▶ [GIVEN INFORMATION]:
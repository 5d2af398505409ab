//! Per-lot portfolio ledger.
//!
//! The portfolio exclusively owns its lots and cash. Operations are
//! transactional: every check runs before the first mutation, so a failed
//! call leaves no trace. Sales report realized events to the `TaxLedger`
//! collaborator and apply whatever wash-sale basis adjustments it returns;
//! the ledger never reaches back into the portfolio.

use std::collections::BTreeMap;

use chrono::{Datelike, NaiveDate};
use log::{debug, warn};
use rust_decimal::Decimal;
use sim_core::{
    round_basis, round_cash, round_qty, AccountType, DividendMode, FrictionsConfig, GainTerm,
    Lot, LotId, LotMethod, Position, RealizedEvent, SimError, SimResult, TradeAction, TradeId,
    TradeRecord, SHORT_TERM_DAYS,
};
use tax_ledger::TaxLedger;

/// Per-trade commission and proportional slippage, pre-converted from the
/// config's basis points.
#[derive(Debug, Clone, Copy, PartialEq)]
pub struct Frictions {
    pub commission_per_trade: Decimal,
    /// Slippage as a fraction of price (bps / 10_000).
    pub slippage: Decimal,
}

impl Frictions {
    pub const NONE: Frictions = Frictions {
        commission_per_trade: Decimal::ZERO,
        slippage: Decimal::ZERO,
    };
}

impl From<&FrictionsConfig> for Frictions {
    fn from(config: &FrictionsConfig) -> Self {
        Self {
            commission_per_trade: config.commission_per_trade,
            slippage: Decimal::from_f64_retain(config.slippage_bps / 10_000.0)
                .unwrap_or_default(),
        }
    }
}

/// Contribution-cap policy for IRA / Roth accounts.
#[derive(Debug, Clone, Copy, PartialEq)]
pub struct CapPolicy {
    /// Effective annual cap; `None` disables enforcement.
    pub annual_cap: Option<Decimal>,
    /// Credit up to the remaining room instead of rejecting outright.
    pub allow_partial: bool,
}

impl CapPolicy {
    pub const UNENFORCED: CapPolicy = CapPolicy {
        annual_cap: None,
        allow_partial: false,
    };
}

pub struct Portfolio {
    cash: Decimal,
    account_type: AccountType,
    default_method: LotMethod,
    frictions: Frictions,
    cap: CapPolicy,
    lots: BTreeMap<String, Vec<Lot>>,
    trades: Vec<TradeRecord>,
    next_lot_id: LotId,
    next_trade_id: TradeId,
    cumulative_deposits: Decimal,
    annual_contributions: BTreeMap<i32, Decimal>,
    /// Initial cash plus every recorded cash movement; checked against the
    /// live balance by `verify_consistency`.
    recorded_cash: Decimal,
}
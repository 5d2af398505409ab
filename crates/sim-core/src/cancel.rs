use std::sync::atomic::{AtomicBool, Ordering};
use std::sync::Arc;

/// Cooperative cancellation flag, observed by the driver at day boundaries
/// only. Cloning shares the flag.
#[derive(Debug, Clone, Default)]
pub struct CancelToken {
    flag: Arc<AtomicBool>,
}

impl CancelToken {
    pub fn new() -> Self {
        Self::default()
    }

    /// Request cancellation. The in-flight day completes before the driver
    /// stops; no half-applied day is ever exposed.
    pub fn cancel(&self) {
        self.flag.store(true, Ordering::Relaxed);
    }

    pub fn is_cancelled(&self) -> bool {
        self.flag.load(Ordering::Relaxed)
    }
}

#[cfg(test)]
mod tests {
    use super::*;

    #[test]
    fn clones_share_the_flag() {
        let token = CancelToken::new();
        let other = token.clone();
        assert!(!other.is_cancelled());
        token.cancel();
        assert!(other.is_cancelled());
    }
}
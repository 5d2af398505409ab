//! Benchmark equity curves: a parallel buy-and-hold of each benchmark
//! symbol with the same deposit schedule and dividend policy as the
//! strategy, marked over the same trading days.

use std::collections::{BTreeMap, BTreeSet};

use chrono::NaiveDate;
use rust_decimal::Decimal;
use sim_core::{
    round_cash, round_qty, Bar, DividendAction, DividendMode, EquityPoint, SplitAction,
};

pub struct BenchmarkData<'a> {
    pub bars: &'a BTreeMap<NaiveDate, Bar>,
    pub dividends: &'a [DividendAction],
    pub splits: &'a [SplitAction],
}

/// Run a deposit-aware buy-and-hold of one symbol. Fresh cash (the opening
/// balance and every scheduled deposit) is swept into shares at that day's
/// close; dividends reinvest under DRIP or accumulate as cash otherwise.
pub fn replicate_buy_and_hold(
    data: &BenchmarkData<'_>,
    trading_days: &[NaiveDate],
    initial_cash: Decimal,
    deposit_dates: &BTreeSet<NaiveDate>,
    deposit_amount: Decimal,
    dividend_mode: DividendMode,
) -> Vec<EquityPoint> {
    let mut shares = Decimal::ZERO;
    // Cash waiting to be swept into shares, and cash that stays put
    // (CASH-mode dividends).
    let mut sweep = initial_cash;
    let mut idle = Decimal::ZERO;
    let mut last_close = Decimal::ZERO;
    let mut curve = Vec::with_capacity(trading_days.len());

    for date in trading_days {
        for split in data.splits.iter().filter(|s| s.ex_date == *date) {
            if split.ratio > Decimal::ZERO {
                shares = round_qty(shares * split.ratio);
            }
        }

        for dividend in data.dividends.iter().filter(|d| d.ex_date == *date) {
            let amount = round_cash(shares * dividend.amount);
            match dividend_mode {
                DividendMode::Drip => sweep += amount,
                DividendMode::Cash => idle += amount,
            }
        }

        let mut net_cashflow = Decimal::ZERO;
        if deposit_dates.contains(date) {
            sweep += deposit_amount;
            net_cashflow = deposit_amount;
        }

        if let Some(bar) = data.bars.get(date) {
            last_close = bar.close;
        }
        if last_close > Decimal::ZERO && sweep > Decimal::ZERO {
            let quantity = round_qty(sweep / last_close);
            let cost = round_cash(quantity * last_close);
            shares += quantity;
            sweep -= cost;
        }

        let positions_value = round_cash(shares * last_close);
        let cash = idle + sweep;
        curve.push(EquityPoint {
            date: *date,
            cash,
            positions_value,
            portfolio_value: cash + positions_value,
            net_cashflow,
        });
    }
    curve
}
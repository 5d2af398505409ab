//! Rebalancing triggers and tax-aware trade-plan construction.
//!
//! The rebalancer only ever reads from the portfolio; it emits a plan of
//! sell and buy legs that the driver executes. Sell legs in taxable
//! accounts are ordered losses first, then long-term gains, with short-term
//! gains deferred to the end; buys follow the sells so the plan stays cash
//! feasible, scaling down proportionally when it would not.

use std::collections::{BTreeMap, BTreeSet};

use chrono::NaiveDate;
use log::debug;
use market_calendar::{Cadence, MarketCalendar};
use rust_decimal::Decimal;
use sim_core::{
    round_cash, round_qty, AccountType, DriftRebalanceConfig, LotMethod, RebalanceType,
    RebalancingConfig, SimResult, SHORT_TERM_DAYS,
};

use crate::portfolio::{decimal_to_f64, Frictions, Portfolio};

#[derive(Debug, Clone, Copy, PartialEq, Eq)]
pub enum RebalanceReason {
    Calendar,
    Drift,
    Cashflow,
}

#[derive(Debug, Clone, PartialEq)]
pub struct SellLeg {
    pub symbol: String,
    pub quantity: Decimal,
    /// Disposal-method override; `None` uses the portfolio's configured
    /// method. Taxable rebalance sells run HIFO to surface losses first.
    pub method: Option<LotMethod>,
}

#[derive(Debug, Clone, PartialEq)]
pub struct BuyLeg {
    pub symbol: String,
    pub notional: Decimal,
}

#[derive(Debug, Clone, Default, PartialEq)]
pub struct TradePlan {
    pub sells: Vec<SellLeg>,
    pub buys: Vec<BuyLeg>,
    /// True when buys were scaled down to keep the plan cash feasible.
    pub scaled: bool,
}

impl TradePlan {
    pub fn is_empty(&self) -> bool {
        self.sells.is_empty() && self.buys.is_empty()
    }
}

/// Ranking buckets for taxable sell ordering.
#[derive(Debug, Clone, Copy, PartialEq, Eq, PartialOrd, Ord)]
enum SellClass {
    Loss,
    LongGain,
    ShortGain,
}

pub struct Rebalancer {
    mode: RebalanceType,
    calendar_cadence: Option<Cadence>,
    drift: Option<DriftRebalanceConfig>,
    account_type: AccountType,
    frictions: Frictions,
    /// Cash inflows below this fraction of portfolio value do not trigger
    /// cashflow-driven deployment.
    deploy_threshold_pct: f64,
    next_calendar_due: Option<NaiveDate>,
}

impl Rebalancer {
    pub fn new(
        config: &RebalancingConfig,
        account_type: AccountType,
        frictions: Frictions,
        deploy_threshold_pct: f64,
    ) -> Self {
        Self {
            mode: config.mode,
            calendar_cadence: config.calendar.as_ref().map(|c| c.period.as_cadence()),
            drift: config.drift.clone(),
            account_type,
            frictions,
            deploy_threshold_pct,
            next_calendar_due: None,
        }
    }

    /// Set the first calendar due date. Aligning the period start means a
    /// simulation beginning on a scheduled day rebalances on that day.
    pub fn prime(&mut self, calendar: &MarketCalendar, start: NaiveDate) -> SimResult<()> {
        if let Some(cadence) = self.calendar_cadence {
            if uses_calendar(self.mode) {
                self.next_calendar_due = Some(calendar.align(start, cadence)?);
            }
        }
        Ok(())
    }

    /// Decide whether a rebalance is due today. `cash_inflow` is the cash
    /// added by deposits and cash dividends so far today.
    pub fn is_due(
        &mut self,
        calendar: &MarketCalendar,
        date: NaiveDate,
        current_weights: &BTreeMap<String, f64>,
        target_weights: &BTreeMap<String, f64>,
        cash_inflow: Decimal,
        total_value: Decimal,
    ) -> SimResult<Option<RebalanceReason>> {
        if self.mode == RebalanceType::CashflowOnly {
            if cash_inflow > Decimal::ZERO && total_value > Decimal::ZERO {
                let threshold = decimal_to_f64(total_value) * self.deploy_threshold_pct;
                if decimal_to_f64(cash_inflow) >= threshold {
                    return Ok(Some(RebalanceReason::Cashflow));
                }
            }
            return Ok(None);
        }

        if uses_calendar(self.mode) {
            if let (Some(due), Some(cadence)) = (self.next_calendar_due, self.calendar_cadence) {
                if date >= due {
                    self.next_calendar_due = Some(calendar.next_occurrence(date, cadence)?);
                    return Ok(Some(RebalanceReason::Calendar));
                }
            }
        }

        if uses_drift(self.mode) {
            if let Some(drift) = &self.drift {
                if drift_exceeded(drift, current_weights, target_weights) {
                    return Ok(Some(RebalanceReason::Drift));
                }
            }
        }

        Ok(None)
    }

    /// Plan that deploys `amount` of fresh cash toward the target weights
    /// without touching existing lots.
    pub fn deposit_plan(
        &self,
        target_weights: &BTreeMap<String, f64>,
        amount: Decimal,
        prices: &BTreeMap<String, Decimal>,
    ) -> TradePlan {
        let mut buys = Vec::new();
        if amount <= Decimal::ZERO {
            return TradePlan::default();
        }
        for (symbol, weight) in target_weights {
            if *weight <= 0.0 || !prices.contains_key(symbol) {
                continue;
            }
            let notional = round_cash(amount * to_decimal(*weight));
            if notional > Decimal::ZERO {
                buys.push(BuyLeg {
                    symbol: symbol.clone(),
                    notional,
                });
            }
        }
        TradePlan {
            sells: Vec::new(),
            buys,
            scaled: false,
        }
    }

    /// Full rebalance toward the target weights: sells ordered tax-aware,
    /// buys largest-underweight first, scaled to the cash the sells free up.
    pub fn build_plan(
        &self,
        portfolio: &Portfolio,
        target_weights: &BTreeMap<String, f64>,
        prices: &BTreeMap<String, Decimal>,
        date: NaiveDate,
    ) -> TradePlan {
        let total_value = portfolio.total_value(prices);
        if total_value <= Decimal::ZERO {
            return TradePlan::default();
        }

        // Union of targeted and held symbols; a held symbol that fell out
        // of the targets is sold down to zero.
        let mut symbols: BTreeSet<String> = target_weights.keys().cloned().collect();
        for position in portfolio.positions(prices) {
            symbols.insert(position.symbol);
        }

        // Anything below a dollar of drift is left alone.
        let min_trade = Decimal::ONE;

        let mut sells: Vec<(SellClass, Decimal, SellLeg)> = Vec::new();
        let mut underweights: Vec<(Decimal, String)> = Vec::new();

        for symbol in &symbols {
            let Some(price) = prices.get(symbol).copied().filter(|p| *p > Decimal::ZERO)
            else {
                continue;
            };
            let weight = target_weights.get(symbol).copied().unwrap_or(0.0);
            let target_value = round_cash(total_value * to_decimal(weight));
            let current_value = round_cash(portfolio.quantity(symbol) * price);
            let diff = current_value - target_value;

            if diff > min_trade {
                let quantity = round_qty(diff / price).min(portfolio.quantity(symbol));
                if quantity <= Decimal::ZERO {
                    continue;
                }
                let (class, magnitude, method) = if self.account_type.is_taxable() {
                    let (total_gain, short_gain) =
                        estimate_sale(portfolio, symbol, quantity, price, date);
                    if total_gain < Decimal::ZERO {
                        // Largest loss harvested first.
                        (SellClass::Loss, -total_gain, Some(LotMethod::Hifo))
                    } else if short_gain <= Decimal::ZERO {
                        (SellClass::LongGain, diff, Some(LotMethod::Hifo))
                    } else {
                        (SellClass::ShortGain, diff, Some(LotMethod::Hifo))
                    }
                } else {
                    (SellClass::LongGain, diff, None)
                };
                sells.push((
                    class,
                    magnitude,
                    SellLeg {
                        symbol: symbol.clone(),
                        quantity,
                        method,
                    },
                ));
            } else if diff < -min_trade {
                underweights.push((-diff, symbol.clone()));
            }
        }

        sells.sort_by(|a, b| a.0.cmp(&b.0).then(b.1.cmp(&a.1)));
        underweights.sort_by(|a, b| b.0.cmp(&a.0).then(a.1.cmp(&b.1)));

        // Cash feasibility: project the proceeds, then scale the buys.
        let mut projected_cash = portfolio.cash();
        for (_, _, leg) in &sells {
            if let Some(price) = prices.get(&leg.symbol) {
                let gross = leg.quantity * *price * (Decimal::ONE - self.frictions.slippage);
                projected_cash += round_cash(gross) - self.frictions.commission_per_trade;
            }
        }

        let total_buy: Decimal = underweights.iter().map(|(amount, _)| *amount).sum();
        let mut scaled = false;
        let mut buys = Vec::new();
        if total_buy > Decimal::ZERO && projected_cash > Decimal::ZERO {
            scaled = total_buy > projected_cash;
            let factor = if scaled {
                projected_cash / total_buy
            } else {
                Decimal::ONE
            };
            for (amount, symbol) in underweights {
                let notional = round_cash(amount * factor);
                if notional > Decimal::ZERO {
                    buys.push(BuyLeg { symbol, notional });
                }
            }
        }

        let plan = TradePlan {
            sells: sells.into_iter().map(|(_, _, leg)| leg).collect(),
            buys,
            scaled,
        };
        if !plan.is_empty() {
            debug!(
                "rebalance plan on {date}: {} sells, {} buys{}",
                plan.sells.len(),
                plan.buys.len(),
                if plan.scaled { " (scaled)" } else { "" }
            );
        }
        plan
    }
}

fn uses_calendar(mode: RebalanceType) -> bool {
    matches!(mode, RebalanceType::Calendar | RebalanceType::Both)
}

fn uses_drift(mode: RebalanceType) -> bool {
    matches!(mode, RebalanceType::Drift | RebalanceType::Both)
}

fn drift_exceeded(
    config: &DriftRebalanceConfig,
    current: &BTreeMap<String, f64>,
    target: &BTreeMap<String, f64>,
) -> bool {
    for (symbol, target_weight) in target {
        let current_weight = current.get(symbol).copied().unwrap_or(0.0);
        let deviation = (current_weight - target_weight).abs();
        if let Some(abs_pct) = config.abs_pct {
            if deviation > abs_pct {
                return true;
            }
        }
        if let Some(rel_pct) = config.rel_pct {
            if *target_weight > 0.0 && deviation / target_weight > rel_pct {
                return true;
            }
        }
    }
    false
}

/// Walk the symbol's lots in HIFO order for the hypothetical sale and split
/// the realized gain into total and short-term components.
fn estimate_sale(
    portfolio: &Portfolio,
    symbol: &str,
    quantity: Decimal,
    price: Decimal,
    date: NaiveDate,
) -> (Decimal, Decimal) {
    let mut lots: Vec<_> = portfolio.lots(symbol).iter().collect();
    lots.sort_by(|a, b| {
        b.basis_per_share
            .cmp(&a.basis_per_share)
            .then(a.acquisition_date.cmp(&b.acquisition_date))
    });

    let mut remaining = quantity;
    let mut total_gain = Decimal::ZERO;
    let mut short_gain = Decimal::ZERO;
    for lot in lots {
        if remaining <= Decimal::ZERO {
            break;
        }
        let take = remaining.min(lot.quantity);
        let gain = take * (price - lot.basis_per_share);
        total_gain += gain;
        if (date - lot.acquisition_date).num_days() <= SHORT_TERM_DAYS {
            short_gain += gain;
        }
        remaining -= take;
    }
    (total_gain, short_gain)
}

fn to_decimal(value: f64) -> Decimal {
    Decimal::from_f64_retain(value).unwrap_or_default()
}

▶ [ASSIGNMENT]:
Take the first line of the material above as the start and the line that contains "call leaves no" as the end. Output only that span, every line exactly as it stands.

▶ [RESULT]:
repository 5d2af398505409ab
//! Per-lot portfolio ledger.
//!
//! The portfolio exclusively owns its lots and cash. Operations are
//! transactional: every check runs before the first mutation, so a failed
//! call leaves no trace. Sales report realized events to the `TaxLedger`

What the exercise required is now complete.